### [Exercise]
Where the material below has a line containing "let idx = match", start repeating exactly, and keep going through the line containing "if let Some(first)", with no other lines.

### [Information provided]
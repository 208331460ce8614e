// src/process/normalize.rs
//! Reshape a selected candidate into the canonical wide table.
//!
//! Duplicate `(key, pollutant)` pairs keep the first non-empty value seen.
//! Later values are ignored, never averaged.

use std::collections::HashMap;

use serde_json::{Map, Value};
use tracing::{debug, trace, warn};

use crate::error::ScrapeError;
use crate::schema::rename;
use crate::schema::types::{
    CanonicalColumn, CanonicalRow, CanonicalTable, PollutantCode, CANONICAL_WIDTH,
};
use crate::schema::tokens;

use super::raw_table::{Candidate, JsonPayload, NarrowRecord, RawCandidate};
use super::select::Layout;
use super::utils::{clean_cell, json_cell, looks_numeric};

/// Row accumulator keyed by (station, time), in first-seen order.
#[derive(Debug, Default)]
struct Pivot {
    index: HashMap<(String, String), usize>,
    rows: Vec<CanonicalRow>,
    duplicates: usize,
}

impl Pivot {
    fn row_mut(&mut self, station: &str, time: &str) -> &mut CanonicalRow {
        let key = (station.to_string(), time.to_string());
        let idx = match self.index.get(&key) {
            Some(&i) => i,
            None => {
                self.rows.push(CanonicalRow::new(station, time));
                self.index.insert(key, self.rows.len() - 1);
                self.rows.len() - 1
            }
        };
        &mut self.rows[idx]
    }

    /// Store `value` unless the cell already holds one.
    fn put(&mut self, station: &str, time: &str, code: PollutantCode, value: &str) {
        let value = value.trim();
        if value.is_empty() {
            return;
        }
        let slot = &mut self.row_mut(station, time).values[code.index()];
        if let Some(first) = slot.as_deref() {
            trace!(station, time, %code, kept = first, ignored = value, "duplicate reading");
            self.duplicates += 1;
        } else {
            *slot = Some(value.to_string());
        }
    }

    fn finish(self) -> CanonicalTable {
        if self.duplicates > 0 {
            debug!(duplicates = self.duplicates, "ignored duplicate readings (first seen wins)");
        }
        CanonicalTable { rows: self.rows }
    }
}

/// Canonical column for each source position.
fn column_mapping(table: &RawCandidate) -> Vec<Option<CanonicalColumn>> {
    let from_header: Vec<Option<CanonicalColumn>> = table
        .headers
        .iter()
        .map(|h| rename::header_column(h))
        .collect();
    let header_names_pollutant = from_header
        .iter()
        .any(|c| matches!(c, Some(CanonicalColumn::Pollutant(_))));

    if header_names_pollutant {
        // Header-aligned: first occurrence of each canonical column wins.
        let mut used: Vec<CanonicalColumn> = Vec::new();
        let mut mapping: Vec<Option<CanonicalColumn>> = from_header
            .into_iter()
            .map(|c| match c {
                Some(col) if !used.contains(&col) => {
                    used.push(col);
                    Some(col)
                }
                _ => None,
            })
            .collect();
        if !used.contains(&CanonicalColumn::Station) && mapping.first() == Some(&None) {
            mapping[0] = Some(CanonicalColumn::Station);
        }
        mapping
    } else {
        // Positional: trim/pad to canonical width.
        CanonicalColumn::all().map(Some).collect()
    }
}

/// Wide rows with unknown column naming.
pub fn normalize_wide(table: &RawCandidate) -> CanonicalTable {
    let mapping = column_mapping(table);
    let mut pivot = Pivot::default();
    let mut dropped = 0usize;

    for row in &table.rows {
        if row.iter().all(|c| c.trim().is_empty()) {
            continue;
        }
        if !table.headers.is_empty() && row == &table.headers {
            continue;
        }

        let mut station = "";
        let mut time = "";
        for (cell, col) in row.iter().zip(&mapping) {
            match col {
                Some(CanonicalColumn::Station) => station = cell.trim(),
                Some(CanonicalColumn::Time) => time = cell.trim(),
                _ => {}
            }
        }
        if station.is_empty() && time.is_empty() {
            dropped += 1;
            continue;
        }

        pivot.row_mut(station, time);
        for (cell, col) in row.iter().zip(&mapping) {
            if let Some(CanonicalColumn::Pollutant(code)) = col {
                pivot.put(station, time, *code, cell);
            }
        }
    }

    if dropped > 0 {
        debug!(dropped, label = %table.label, "dropped rows without a key");
    }
    pivot.finish()
}

/// Pivot melted triples. Records with an empty key, an empty or unknown
/// pollutant code are dropped before pivoting.
pub fn normalize_narrow<'a>(records: impl IntoIterator<Item = &'a NarrowRecord>) -> CanonicalTable {
    let mut pivot = Pivot::default();
    let mut dropped = 0usize;

    for rec in records {
        let key = rec.key.trim();
        let code = if key.is_empty() {
            None
        } else {
            tokens::parse_code(&rec.code)
        };
        match code {
            Some(code) => {
                pivot.row_mut(key, "");
                pivot.put(key, "", code, &rec.value);
            }
            None => dropped += 1,
        }
    }

    if dropped > 0 {
        debug!(dropped, "dropped melted records without key or known code");
    }
    pivot.finish()
}

/// Keyed JSON records. Field names go through the rename table; fields it
/// does not know are dropped. For station-keyed payloads the map key stands
/// in for a missing station field.
pub fn normalize_records<'a>(
    records: impl IntoIterator<Item = (Option<&'a str>, &'a Map<String, Value>)>,
) -> CanonicalTable {
    let mut pivot = Pivot::default();
    let mut unknown: Vec<&str> = Vec::new();

    for (map_key, rec) in records {
        let mut station = String::new();
        let mut time = String::new();
        let mut readings: Vec<(PollutantCode, String)> = Vec::new();

        for (field, value) in rec {
            match rename::field_column(field) {
                Some(CanonicalColumn::Station) if station.is_empty() => station = json_cell(value),
                Some(CanonicalColumn::Time) if time.is_empty() => time = json_cell(value),
                Some(CanonicalColumn::Pollutant(code)) => readings.push((code, json_cell(value))),
                Some(_) => {}
                None => {
                    if !unknown.contains(&field.as_str()) {
                        unknown.push(field);
                    }
                }
            }
        }
        if station.is_empty() {
            station = map_key.map(clean_cell).unwrap_or_default();
        }
        if station.is_empty() && time.is_empty() {
            continue;
        }

        pivot.row_mut(&station, &time);
        for (code, value) in readings {
            pivot.put(&station, &time, code, &value);
        }
    }

    if !unknown.is_empty() {
        debug!(fields = ?unknown, "dropped fields outside the rename table");
    }
    pivot.finish()
}

fn narrow_records(table: &RawCandidate) -> Vec<NarrowRecord> {
    table
        .rows
        .iter()
        .filter_map(|r| NarrowRecord::from_row(r))
        .collect()
}

/// Pollutant columns holding at least one numeric reading.
pub fn observed_codes(table: &CanonicalTable) -> Vec<PollutantCode> {
    PollutantCode::ALL
        .into_iter()
        .filter(|code| {
            table
                .rows
                .iter()
                .any(|r| r.value(*code).map_or(false, looks_numeric))
        })
        .collect()
}

/// Reshape `candidate` according to `layout`.
///
/// Fails with `EmptyTable` when no row survives and with `SchemaMismatch`
/// when no pollutant column ends up with a numeric reading, which means the
/// wrong candidate was selected.
pub fn normalize(candidate: &Candidate, layout: Layout) -> Result<CanonicalTable, ScrapeError> {
    let table = match (candidate, layout) {
        (Candidate::Table(t), Layout::Narrow) => normalize_narrow(&narrow_records(t)),
        (Candidate::Table(t), _) => normalize_wide(t),
        (Candidate::Json(j), Layout::Narrow) => {
            normalize_narrow(&narrow_records(&j.payload.to_table(&j.label)))
        }
        (Candidate::Json(j), Layout::Wide) => normalize_wide(&j.payload.to_table(&j.label)),
        (Candidate::Json(j), Layout::Keyed) => match &j.payload {
            JsonPayload::Rows(_) => normalize_wide(&j.payload.to_table(&j.label)),
            payload => normalize_records(payload.records()),
        },
    };

    let label = candidate.label().to_string();
    if table.is_empty() {
        return Err(ScrapeError::EmptyTable { selected: label });
    }
    let observed = observed_codes(&table);
    if observed.is_empty() {
        warn!(selected = %label, rows = table.len(), "no pollutant column holds a reading");
        return Err(ScrapeError::SchemaMismatch {
            selected: label,
            candidates: Vec::new(),
        });
    }
    debug!(
        rows = table.len(),
        width = CANONICAL_WIDTH,
        observed = ?observed,
        "normalized"
    );
    Ok(table)
}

### [Written solution]
        let idx = match self.index.get(&key) {
            Some(&i) => i,
            None => {
                self.rows.push(CanonicalRow::new(station, time));
                self.index.insert(key, self.rows.len() - 1);
                self.rows.len() - 1
            }
        };
        &mut self.rows[idx]
    }

    /// Store `value` unless the cell already holds one.
    fn put(&mut self, station: &str, time: &str, code: PollutantCode, value: &str) {
        let value = value.trim();
        if value.is_empty() {
            return;
        }
        let slot = &mut self.row_mut(station, time).values[code.index()];
        if let Some(first) = slot.as_deref() {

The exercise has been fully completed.